Where Oil and Water Meet: Land, Liquid, and Development in the 20th-Century Middle East

AHA Session 18
Thursday, January 5, 2023: 1:30 PM-3:00 PM
Grand Ballroom Salon J (Philadelphia Marriott Downtown, 5th Floor)
Chair:
Nimrod Ben Zeev, Van Leer Jerusalem Institute

Session Abstract

In recent years global climate change and their far-reaching implications for people around the world has prompted increased scholarly attention to the ways in which societies are co-constituted with their natural environments. Part of a broader movement to foreground the role of nonhuman factors in the histories of human societies, such perspectives offer new ways of understanding the rapid and far-reaching developmental and industrializing transformations of Middle Eastern societies in the twentieth century. Focusing on water and petroleum as essential parts of their broader environmental settings, this panel considers how the two substances both enabled and complicated competing developmental ambitions in Iran and Lebanon. Adopting perspectives that range not just horizontally across the world's surface but also vertically--delving into the earth to consider soil, underground water, sedimentary rock layers, and the varied compositions of petroleum reservoirs--this panel traces the interfaces between land and liquid, finding in them crucial factors that shaped the region's recent past.

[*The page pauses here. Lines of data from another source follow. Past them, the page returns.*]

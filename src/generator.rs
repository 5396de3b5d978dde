//! Synthetic traffic generator for demos and manual testing.
//!
//! Appends well-formed common-log-format lines to the target file at a rate
//! that ramps up and down in a triangle wave, which is exactly the shape
//! needed to watch alerts open and close on the live dashboard. The
//! generator owns its random source and its configuration; nothing here is
//! process-global.

use crate::logger::{Event, SharedLogger};
use crate::monitor::error::Error;
use crate::monitor::request::Request;
use crate::run::ShutdownFlag;
use chrono::Utc;
use rand::rngs::StdRng;
use rand::{Rng, SeedableRng};
use std::fs::OpenOptions;
use std::io::Write;
use std::net::IpAddr;
use std::path::PathBuf;
use std::sync::atomic::Ordering;
use std::thread;
use std::time::Duration;

const SOURCES: &[&str] = &["127.0.0.1", "::1", "1.1.1.1"];
const USERS: &[&str] = &["user1", "user2", "user3"];
const METHODS: &[&str] = &["GET", "POST", "DELETE"];
const PATHS: &[&str] = &["/api", "/www", "/static"];
const VERSIONS: &[&str] = &["HTTP/1.1", "HTTP/2.0"];
const CODES: &[i32] = &[200, 301, 400, 404, 500];

/// Where and how fast to generate.
#[derive(Debug, Clone)]
pub struct GeneratorConfig {
    /// File the lines are appended to.
    pub path: PathBuf,
    /// Top of the triangle wave, in lines per second.
    pub peak_rate: u32,
}

/// Generates one batch of synthetic log lines per second.
pub struct TrafficGenerator {
    config: GeneratorConfig,
    rng: StdRng,
    rate: u32,
    rising: bool,
}

impl TrafficGenerator {
    pub fn new(config: GeneratorConfig) -> Self {
        let rate = config.peak_rate / 2;
        Self {
            config,
            rng: StdRng::from_os_rng(),
            rate,
            rising: true,
        }
    }

    /// Appends `rate` lines per second until the shutdown flag is set.
    ///
    /// # Errors
    /// [`Error::Source`] when the target file cannot be opened or written.
    pub fn run(&mut self, shutdown: ShutdownFlag, logger: &SharedLogger) -> Result<(), Error> {
        let mut file = OpenOptions::new()
            .append(true)
            .create(true)
            .open(&self.config.path)?;

        while !shutdown.load(Ordering::Relaxed) {
            thread::sleep(Duration::from_secs(1));

            logger.log(&Event::Info {
                message: &format!(
                    "writing to {} at {} requests per second",
                    self.config.path.display(),
                    self.rate
                ),
            });

            for _ in 0..self.rate {
                writeln!(file, "{}", self.sample())?;
            }
            file.flush()?;

            self.step();
        }

        Ok(())
    }

    /// One random request stamped with the current wall clock.
    fn sample(&mut self) -> Request {
        let source_ip: IpAddr = self.pick(SOURCES).parse().unwrap_or(IpAddr::from([127, 0, 0, 1]));
        let path = self.pick(PATHS).to_string();

        Request {
            source_ip,
            user: self.pick(USERS).to_string(),
            time: Utc::now().fixed_offset(),
            method: self.pick(METHODS).to_string(),
            section: path.clone(),
            path,
            http_version: self.pick(VERSIONS).to_string(),
            code: CODES[self.rng.random_range(0..CODES.len())],
            size: self.rng.random_range(0..100),
        }
    }

    fn pick<'a>(&mut self, pool: &[&'a str]) -> &'a str {
        pool[self.rng.random_range(0..pool.len())]
    }

    /// Advances the triangle wave by one step per second.
    fn step(&mut self) {
        if self.rising {
            self.rate += 1;
            if self.rate >= self.config.peak_rate {
                self.rising = false;
            }
        } else {
            self.rate = self.rate.saturating_sub(1);
            if self.rate == 0 {
                self.rising = true;
            }
        }
    }
}
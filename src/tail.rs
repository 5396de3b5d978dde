//! Live follow of an access-log file.
//!
//! A dedicated reader thread polls the file for appended lines and sends
//! every complete line over an `mpsc` channel; the run loop is the single
//! consumer, so everything downstream of the channel stays single-threaded.
//! The file must exist up front — failing to open it is a fatal
//! [`Error::Source`] surfaced to the operator, never retried.
//!
//! Following starts at the current end of the file (history is not
//! replayed), survives writers that flush partial lines, and reopens from
//! the start when the file shrinks underneath us — the usual signature of a
//! log rotation.

use crate::monitor::error::Error;
use crate::run::ShutdownFlag;
use std::fs::File;
use std::io::{BufRead, BufReader, Seek, SeekFrom};
use std::path::{Path, PathBuf};
use std::sync::atomic::Ordering;
use std::sync::mpsc::{self, Receiver, Sender};
use std::thread::{self, JoinHandle};
use std::time::Duration;

/// How often the reader thread checks for new data at EOF.
const POLL_INTERVAL: Duration = Duration::from_millis(200);

/// Handle on a running follow: the line channel plus the reader thread.
pub struct Tailer {
    lines: Receiver<String>,
    handle: JoinHandle<()>,
}

impl Tailer {
    /// Starts following `path` from its current end.
    ///
    /// # Errors
    /// [`Error::Source`] when the file cannot be opened.
    pub fn follow(path: &Path, shutdown: ShutdownFlag) -> Result<Self, Error> {
        let mut file = File::open(path)?;
        let pos = file.seek(SeekFrom::End(0))?;

        let (tx, rx) = mpsc::channel();
        let path = path.to_path_buf();
        let handle = thread::spawn(move || read_loop(file, path, pos, tx, shutdown));

        Ok(Self { lines: rx, handle })
    }

    /// The channel of complete lines, trailing newline stripped off by the
    /// consumer's parser (the raw line is sent as read).
    pub fn lines(&self) -> &Receiver<String> {
        &self.lines
    }

    /// Waits for the reader thread to finish. Call after setting the
    /// shutdown flag.
    pub fn join(self) {
        let _ = self.handle.join();
    }
}

fn read_loop(file: File, path: PathBuf, mut pos: u64, tx: Sender<String>, shutdown: ShutdownFlag) {
    let mut reader = BufReader::new(file);
    let mut pending = String::new();

    while !shutdown.load(Ordering::Relaxed) {
        match reader.read_line(&mut pending) {
            Ok(0) => {
                // At EOF. A file now shorter than what we already consumed
                // was truncated or rotated: start over on the new file.
                match std::fs::metadata(&path) {
                    Ok(meta) if meta.len() < pos => {
                        let Ok(reopened) = File::open(&path) else {
                            break;
                        };
                        reader = BufReader::new(reopened);
                        pos = 0;
                        pending.clear();
                    }
                    _ => thread::sleep(POLL_INTERVAL),
                }
            }
            Ok(n) => {
                pos += n as u64;
                // A writer may flush mid-line; hold the fragment until the
                // newline arrives.
                if pending.ends_with('\n') {
                    if tx.send(std::mem::take(&mut pending)).is_err() {
                        // Consumer is gone; stop reading.
                        break;
                    }
                }
            }
            Err(_) => break,
        }
    }
}

#[cfg(test)]
mod tests {
    use super::*;
    use std::io::Write;
    use std::sync::atomic::AtomicBool;
    use std::sync::Arc;

    #[test]
    fn follow_requires_an_existing_file() {
        let shutdown: ShutdownFlag = Arc::new(AtomicBool::new(false));
        let res = Tailer::follow(Path::new("no_such_access.log"), shutdown);
        assert!(matches!(res, Err(Error::Source(_))));
    }

    #[test]
    fn follow_delivers_appended_lines() {
        let mut tmp = tempfile::NamedTempFile::new().unwrap();
        writeln!(tmp, "history line, must not be delivered").unwrap();
        tmp.flush().unwrap();

        let shutdown: ShutdownFlag = Arc::new(AtomicBool::new(false));
        let tailer = Tailer::follow(tmp.path(), Arc::clone(&shutdown)).unwrap();

        writeln!(tmp, "first").unwrap();
        writeln!(tmp, "second").unwrap();
        tmp.flush().unwrap();

        let first = tailer.lines().recv_timeout(Duration::from_secs(5)).unwrap();
        assert_eq!(first, "first\n");
        let second = tailer.lines().recv_timeout(Duration::from_secs(5)).unwrap();
        assert_eq!(second, "second\n");

        shutdown.store(true, Ordering::Relaxed);
        tailer.join();
    }

    #[test]
    fn follow_stops_on_shutdown() {
        let tmp = tempfile::NamedTempFile::new().unwrap();
        let shutdown: ShutdownFlag = Arc::new(AtomicBool::new(false));
        let tailer = Tailer::follow(tmp.path(), Arc::clone(&shutdown)).unwrap();

        shutdown.store(true, Ordering::Relaxed);
        // The reader notices the flag within one poll interval.
        tailer.join();
    }
}
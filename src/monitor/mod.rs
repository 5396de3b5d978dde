//! Access-log monitoring engine.
//!
//! The [`Monitor`] binds the pieces of the pipeline together: a pluggable
//! line parser, the time-ordered request [`Store`], and an optional
//! [`Alerter`] watching the request rate over a moving window. One call to
//! [`Monitor::ingest`] carries a line through parse → store → rate check →
//! eviction; summary [`Stats`] are computed on demand from the store,
//! independent of the alerting path.
//!
//! The engine performs no I/O, never blocks and never sleeps. It is NOT
//! thread safe by design: all mutation is expected to happen on one logical
//! thread (the run loops in `run.rs` funnel both live lines and timer ticks
//! through a single consumer), which keeps the core free of locks.

pub mod alerter;
pub mod config;
pub mod counter;
pub mod error;
pub mod parser;
pub mod request;
pub mod stats;
pub mod store;

use crate::monitor::alerter::{Alert, Alerter};
use crate::monitor::config::Config;
use crate::monitor::error::Error;
use crate::monitor::parser::{CommonLogParser, LineParser};
use crate::monitor::stats::Stats;
use crate::monitor::store::{deadline, Store};
use chrono::{DateTime, FixedOffset, TimeDelta};

/// Orchestrates parsing, storage and alerting for one log stream.
pub struct Monitor {
    config: Config,
    parser: Box<dyn LineParser>,
    store: Store,
    /// Absent when the configuration disables alerting.
    alerter: Option<Alerter>,
    /// Event time of the most recently ingested record.
    last_seen: Option<DateTime<FixedOffset>>,
}

impl Monitor {
    /// Creates a monitor reading the W3C common log format.
    pub fn new(config: Config) -> Self {
        Self::with_parser(config, Box::new(CommonLogParser))
    }

    /// Creates a monitor with a custom line parser.
    pub fn with_parser(config: Config, parser: Box<dyn LineParser>) -> Self {
        let alerter = config
            .alerting_enabled()
            .then(|| Alerter::new(config.alert_window(), config.alert_threshold()));

        Self {
            config,
            parser,
            store: Store::new(),
            alerter,
            last_seen: None,
        }
    }

    /// Parses one line and advances the monitor.
    ///
    /// Returns `Ok(Some(alert))` when this line confirms an alert transition
    /// (open or close). Parse failures and out-of-order records come back as
    /// recoverable errors: the caller skips the line and continues.
    pub fn ingest(&mut self, line: &str) -> Result<Option<Alert>, Error> {
        let req = self.parser.parse(line)?;
        let now = req.time;

        self.store.add(req)?;

        let alert = match self.alerter.as_mut() {
            Some(alerter) => {
                let window = self.config.alert_window();
                let count = self.store.since(deadline(now, window)).count();
                let rate = count as f64 / window.as_seconds_f64();
                alerter.check(now, rate)
            }
            None => None,
        };

        // Trim history down to the retention window; everything needed for
        // future alert-window queries survives because retention >= alert
        // window.
        self.store.evict(deadline(now, self.config.store_window()));
        self.last_seen = Some(now);

        Ok(alert)
    }

    /// Summary statistics over the trailing `window`, ranking `top` entries
    /// per dimension. `None` when there is nothing to report.
    pub fn stats(&self, window: TimeDelta, top: usize) -> Option<Stats> {
        let last = self.last_seen?;
        let stats = Stats::compute(self.store.since(deadline(last, window)), top);
        (stats.count > 0).then_some(stats)
    }

    /// Every alert raised so far, oldest first. Empty when alerting is
    /// disabled.
    pub fn alerts(&self) -> &[Alert] {
        self.alerter.as_ref().map(Alerter::alerts).unwrap_or(&[])
    }

    /// Event time of the most recently ingested record. Drives freshness
    /// reporting in the display layer.
    pub fn last_seen(&self) -> Option<DateTime<FixedOffset>> {
        self.last_seen
    }
}
use std::fmt;

use thiserror::Error;

/// Result alias used throughout the crate.
pub type Result<T> = std::result::Result<T, Error>;

/// Where an unrecognised native status code was read from.
#[derive(Debug, Clone, Copy, PartialEq, Eq, Hash)]
pub enum StatusOrigin {
    /// A solution status (`glp_get_status`, `glp_mip_status`)
    SolutionStatus,
    /// A phase return code (`glp_simplex`, `glp_intopt`)
    ReturnCode,
}

impl fmt::Display for StatusOrigin {
    fn fmt(&self, f: &mut fmt::Formatter<'_>) -> fmt::Result {
        f.write_str(match self {
            StatusOrigin::SolutionStatus => "solution status",
            StatusOrigin::ReturnCode => "return code",
        })
    }
}

/// Every error surfaced by this crate.
///
/// None of these are recovered internally: validation errors are raised before the native
/// problem is touched, native failures are reported with the engine's own code.
#[derive(Debug, Clone, PartialEq, Error)]
pub enum Error {
    /// Two input arrays that must have the same length do not
    #[error("wrong size for {field} (given {actual}, expected {expected})")]
    SizeMismatch {
        /// Name of the offending input
        field: &'static str,
        /// Length implied by the other inputs
        expected: usize,
        /// Length that was given
        actual: usize,
    },
    /// A coordinate matrix index points outside the problem
    #[error("{field}[{position}] = {index} is out of range (must be less than {bound})")]
    IndexOutOfRange {
        /// `row_indices` or `col_indices`
        field: &'static str,
        /// Position of the entry in the coordinate arrays
        position: usize,
        /// The index found there
        index: usize,
        /// Number of rows or columns
        bound: usize,
    },
    /// The same (row, column) pair appears twice in the coordinate matrix
    #[error("duplicate matrix entry at row {row}, column {col}")]
    DuplicateEntry {
        /// 0-based row index
        row: usize,
        /// 0-based column index
        col: usize,
    },
    /// An objective coefficient or matrix value is NaN or infinite
    #[error("{field}[{index}] is not finite ({value})")]
    NonFiniteValue {
        /// `objective` or `values`
        field: &'static str,
        /// Position of the value
        index: usize,
        /// The value itself
        value: f64,
    },
    /// A row or column has a NaN bound or a lower bound above its upper bound
    #[error("invalid {field} bounds at {index}: lower {lower} is not below upper {upper}")]
    InvalidBounds {
        /// `column` or `row`
        field: &'static str,
        /// 0-based row or column index
        index: usize,
        /// Lower bound
        lower: f64,
        /// Upper bound
        upper: f64,
    },
    /// A symbolic option name was not recognised
    #[error("unknown {field}: {value:?}")]
    UnknownSymbol {
        /// Kind of symbol that was expected
        field: &'static str,
        /// The text that was given
        value: String,
    },
    /// The problem was already freed
    #[error("can't use freed problem")]
    UseAfterFree,
    /// The engine failed to read or write a model file
    #[error("failed to {operation} model file (native code {code})")]
    Format {
        /// `read` or `write`
        operation: &'static str,
        /// Native diagnostic code
        code: i32,
    },
    /// The engine returned a status or return code outside the known tables
    #[error("unknown {origin} {code}")]
    UnknownStatusCode {
        /// The raw native code
        code: i32,
        /// Which table it was looked up in
        origin: StatusOrigin,
    },
    /// None of the candidate native libraries could be loaded
    #[error("could not load native library {candidate:?}: {reason}")]
    LibraryLoad {
        /// Last candidate tried
        candidate: String,
        /// Loader diagnostic for that candidate
        reason: String,
    },
}

#[cfg(test)]
mod tests {
    use super::*;

    #[test]
    fn size_mismatch_names_field() {
        let err = Error::SizeMismatch {
            field: "objective",
            expected: 2,
            actual: 3,
        };
        assert_eq!(
            err.to_string(),
            "wrong size for objective (given 3, expected 2)"
        );
    }

    #[test]
    fn use_after_free_message_is_stable() {
        assert_eq!(Error::UseAfterFree.to_string(), "can't use freed problem");
    }
}
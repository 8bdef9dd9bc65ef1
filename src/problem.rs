//! The problem handle: owns one native problem until it is freed.
use std::path::Path;

use crate::solvers::{Glpk, GlpkProblem, NativeProblem};
use crate::{solve, Error, FileFormat, ProblemData, Result, SolveOptions, SolveResult};

/// A problem owned by a native engine.
///
/// A handle is either live or freed. Every operation on a freed handle fails with
/// [Error::UseAfterFree]; [free](Problem::free) itself can be called any number of times.
/// Dropping a live handle releases the native problem as well.
///
/// Cloning a live handle deep-copies the native problem.
#[derive(Debug, Clone)]
pub struct Problem<N: NativeProblem = GlpkProblem> {
    native: Option<N>,
}

impl Problem<GlpkProblem> {
    /// An empty problem in the process-wide GLPK library
    pub fn new() -> Result<Self> {
        Ok(Self::with_glpk(&Glpk::load()?))
    }

    /// An empty problem in the given GLPK library
    pub fn with_glpk(glpk: &Glpk) -> Self {
        Self::from_native(glpk.create_problem())
    }
}

impl<N: NativeProblem> Problem<N> {
    /// Takes ownership of an existing native problem
    pub fn from_native(native: N) -> Self {
        Problem {
            native: Some(native),
        }
    }

    fn native(&self) -> Result<&N> {
        self.native.as_ref().ok_or(Error::UseAfterFree)
    }

    fn native_mut(&mut self) -> Result<&mut N> {
        self.native.as_mut().ok_or(Error::UseAfterFree)
    }

    /// The native problem, while the handle is live
    pub fn as_native(&self) -> Option<&N> {
        self.native.as_ref()
    }

    /// Replaces the content of this problem by `data`.
    ///
    /// `data` is validated first: on error the native problem is left untouched.
    pub fn load_problem(&mut self, data: &ProblemData) -> Result<()> {
        let native = self.native_mut()?;
        data.validate()?;
        data.load_into(native);
        Ok(())
    }

    /// Replaces the content of this problem by a model file.
    ///
    /// If the engine fails to read the file, the problem is left empty.
    pub fn read_from(&mut self, path: impl AsRef<Path>, format: FileFormat) -> Result<()> {
        let path = path.as_ref();
        let native = self.native_mut()?;
        log::debug!("Reading {} model from {}", format, path.display());
        let code = native.read(path, format);
        if code != 0 {
            native.erase();
            return Err(Error::Format {
                operation: "read",
                code,
            });
        }
        Ok(())
    }

    /// Writes this problem to a model file
    pub fn write_to(&self, path: impl AsRef<Path>, format: FileFormat) -> Result<()> {
        let path = path.as_ref();
        let native = self.native()?;
        log::debug!("Writing {} model to {}", format, path.display());
        match native.write(path, format) {
            0 => Ok(()),
            code => Err(Error::Format {
                operation: "write",
                code,
            }),
        }
    }

    /// Solves the relaxation, then searches for an integer solution if the problem has
    /// integer or binary columns.
    ///
    /// A problem that could not be solved to optimality is not an error: check
    /// [SolveResult::status].
    pub fn solve(&mut self, options: &SolveOptions) -> Result<SolveResult> {
        solve::solve(self.native_mut()?, options)
    }

    /// Releases the native problem. Does nothing if it was already released.
    pub fn free(&mut self) {
        if self.native.take().is_some() {
            log::trace!("Freed native problem");
        }
    }

    /// Whether [free](Problem::free) was called
    pub fn is_freed(&self) -> bool {
        self.native.is_none()
    }

    /// Number of rows in the native problem
    pub fn num_rows(&self) -> Result<usize> {
        Ok(self.native()?.num_rows())
    }

    /// Number of columns in the native problem
    pub fn num_cols(&self) -> Result<usize> {
        Ok(self.native()?.num_cols())
    }

    /// Number of integer and binary columns in the native problem
    pub fn num_integer_cols(&self) -> Result<usize> {
        Ok(self.native()?.num_int())
    }
}
//! Two-phase solve: continuous relaxation first, integer search only when the problem has
//! integer or binary columns, then one status out of the phases' codes.
use crate::solvers::{NativeProblem, PhaseParams};
use crate::{Result, SolveOptions, Status};

/// One place a status can be read from after solving.
#[derive(Debug, Clone, Copy, PartialEq, Eq, Hash)]
pub enum StatusSource {
    /// Return code of the relaxation phase
    SimplexReturn,
    /// Solution status of the relaxation
    SimplexStatus,
    /// Return code of the integer phase
    IntoptReturn,
    /// Solution status of the integer search
    MipStatus,
}

/// Status lookup order for a problem without integer columns.
pub const CONTINUOUS_CHAIN: &[StatusSource] =
    &[StatusSource::SimplexReturn, StatusSource::SimplexStatus];

/// Status lookup order for a problem with integer columns.
pub const INTEGER_CHAIN: &[StatusSource] = &[StatusSource::IntoptReturn, StatusSource::MipStatus];

/// Statuses that are not reported as such but replaced by the first status of another chain.
/// A replacement is never replaced again.
pub const SUBSTITUTIONS: &[(Status, &[StatusSource])] = &[(Status::RootLpOptimum, CONTINUOUS_CHAIN)];

/// The raw codes collected during a solve. Integer phase codes are absent when it did not run.
#[derive(Debug, Clone, Copy, PartialEq, Eq, Default)]
pub struct PhaseCodes {
    /// `glp_simplex` return code
    pub simplex_return: i32,
    /// `glp_get_status` right after the relaxation
    pub simplex_status: i32,
    /// `glp_intopt` return code
    pub intopt_return: Option<i32>,
    /// `glp_mip_status` after the integer search
    pub mip_status: Option<i32>,
}

impl PhaseCodes {
    /// The status a single source maps to. `None` when the source has nothing to say:
    /// a successful return code, or a phase that did not run.
    pub fn resolve(&self, source: StatusSource) -> Result<Option<Status>> {
        match source {
            StatusSource::SimplexReturn => Status::from_return_code(self.simplex_return),
            StatusSource::SimplexStatus => Status::from_solution_code(self.simplex_status).map(Some),
            StatusSource::IntoptReturn => self
                .intopt_return
                .map_or(Ok(None), Status::from_return_code),
            StatusSource::MipStatus => self.mip_status.map(Status::from_solution_code).transpose(),
        }
    }

    fn first(&self, chain: &[StatusSource]) -> Result<Option<Status>> {
        for &source in chain {
            if let Some(status) = self.resolve(source)? {
                log::trace!("{:?} resolved to {}", source, status);
                return Ok(Some(status));
            }
        }
        Ok(None)
    }

    /// Walks `chain` and returns the first status found, applying [SUBSTITUTIONS] once.
    ///
    /// A chain that yields nothing reports [Status::Undefined]. Any code outside the native
    /// tables met on the way is an error.
    pub fn reconcile(&self, chain: &[StatusSource]) -> Result<Status> {
        let status = match self.first(chain)? {
            Some(status) => status,
            None => return Ok(Status::Undefined),
        };
        match SUBSTITUTIONS.iter().find(|(from, _)| *from == status) {
            Some((_, fallback)) => Ok(self.first(fallback)?.unwrap_or(Status::Undefined)),
            None => Ok(status),
        }
    }
}

/// The outcome of one solve. Plain data, detached from the problem it came from.
#[derive(Debug, Clone, PartialEq)]
#[cfg_attr(feature = "serde", derive(serde::Serialize, serde::Deserialize))]
pub struct SolveResult {
    /// Reconciled status
    pub status: Status,
    /// Objective value
    pub objective_value: f64,
    /// Value of each row
    pub row_primal: Vec<f64>,
    /// Value of each column
    pub col_primal: Vec<f64>,
    /// Row duals. Only for problems without integer columns.
    pub row_dual: Option<Vec<f64>>,
    /// Column reduced costs. Only for problems without integer columns.
    pub col_dual: Option<Vec<f64>>,
}

impl SolveResult {
    /// Whether this comes from the integer phase
    pub fn is_integer(&self) -> bool {
        self.row_dual.is_none()
    }
}

/// Runs the relaxation, then the integer search if `native` has integer columns.
///
/// Both phases receive the full time limit: the integer phase is not charged for the time
/// the relaxation took.
pub(crate) fn solve<N: NativeProblem>(native: &mut N, options: &SolveOptions) -> Result<SolveResult> {
    let params = PhaseParams {
        message_level: options.message_level.code(),
        time_limit_ms: options.time_limit_ms(),
    };
    let num_rows = native.num_rows();
    let num_cols = native.num_cols();

    log::debug!(
        "Solving relaxation ({} rows, {} columns, time limit {:?} ms)",
        num_rows,
        num_cols,
        params.time_limit_ms
    );
    let mut codes = PhaseCodes {
        simplex_return: native.simplex(&params),
        ..PhaseCodes::default()
    };
    codes.simplex_status = native.lp_status();

    let num_int = native.num_int();
    if num_int == 0 {
        let status = codes.reconcile(CONTINUOUS_CHAIN)?;
        log::debug!("Relaxation finished with {} ({:?})", status, codes);
        return Ok(SolveResult {
            status,
            objective_value: native.lp_obj_val(),
            row_primal: (0..num_rows).map(|i| native.row_prim(i)).collect(),
            col_primal: (0..num_cols).map(|j| native.col_prim(j)).collect(),
            row_dual: Some((0..num_rows).map(|i| native.row_dual(i)).collect()),
            col_dual: Some((0..num_cols).map(|j| native.col_dual(j)).collect()),
        });
    }

    log::debug!("Searching for an integer solution over {} integer columns", num_int);
    codes.intopt_return = Some(native.intopt(&params));
    codes.mip_status = Some(native.mip_status());
    let status = codes.reconcile(INTEGER_CHAIN)?;
    log::debug!("Integer search finished with {} ({:?})", status, codes);
    Ok(SolveResult {
        status,
        objective_value: native.mip_obj_val(),
        row_primal: (0..num_rows).map(|i| native.mip_row_val(i)).collect(),
        col_primal: (0..num_cols).map(|j| native.mip_col_val(j)).collect(),
        row_dual: None,
        col_dual: None,
    })
}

The papers in this panel focus on local environments as well as those who lived and worked in them, aiming to understand how particular geographies, both subterranean and surface, have shaped both the developmental choices made in the region as well as the competition and conflict that often surrounded them. The first focuses on Abadan Island in Iran's extreme southwest, examining the environmental changes that accompanied the construction of what would one day become the world's largest oil refinery. It charts the creation of a petroleum landscape rooted in the combination of oil refining, water transport, and the ideologies of empire. The second paper concentrates on rural agriculturalists in Lebanon's Bekaa valley and their efforts to ensure access to the fruits of the Litani River development project. Seizing upon the exploratory wells that U.S. Bureau of Reclamation hydrological engineers had drilled as part of their work for the project, Bekaa farmers demanded that many more such wells be created so that they might better exploit the area's subsurface aquifers. In doing so, they transformed the promised but distant future benefit of the Litani hydropower project into immediate and tangible gain derived from subsurface conditions. The third paper delves further beneath the earth, focusing on the deep geologic layers of southwestern Iran and their connection to the country's developmental ambitions. Focusing on a 1960s-era petrochemical project on the shores of the Persian Gulf, the paper explores how the varying pressures and hydrogen sulfide levels of petroleum reservoirs turned the region's geologic history into a crucial influence on Iran's developmental policies. The final paper returns to water, examining the intertwined histories of soil science, freshwater management, and democratic politics in twentieth century Iran, showing how the cost-benefit analyses undertaken in the building of the Dez dam became the language governing the relationship between humans and the soil beneath their feet.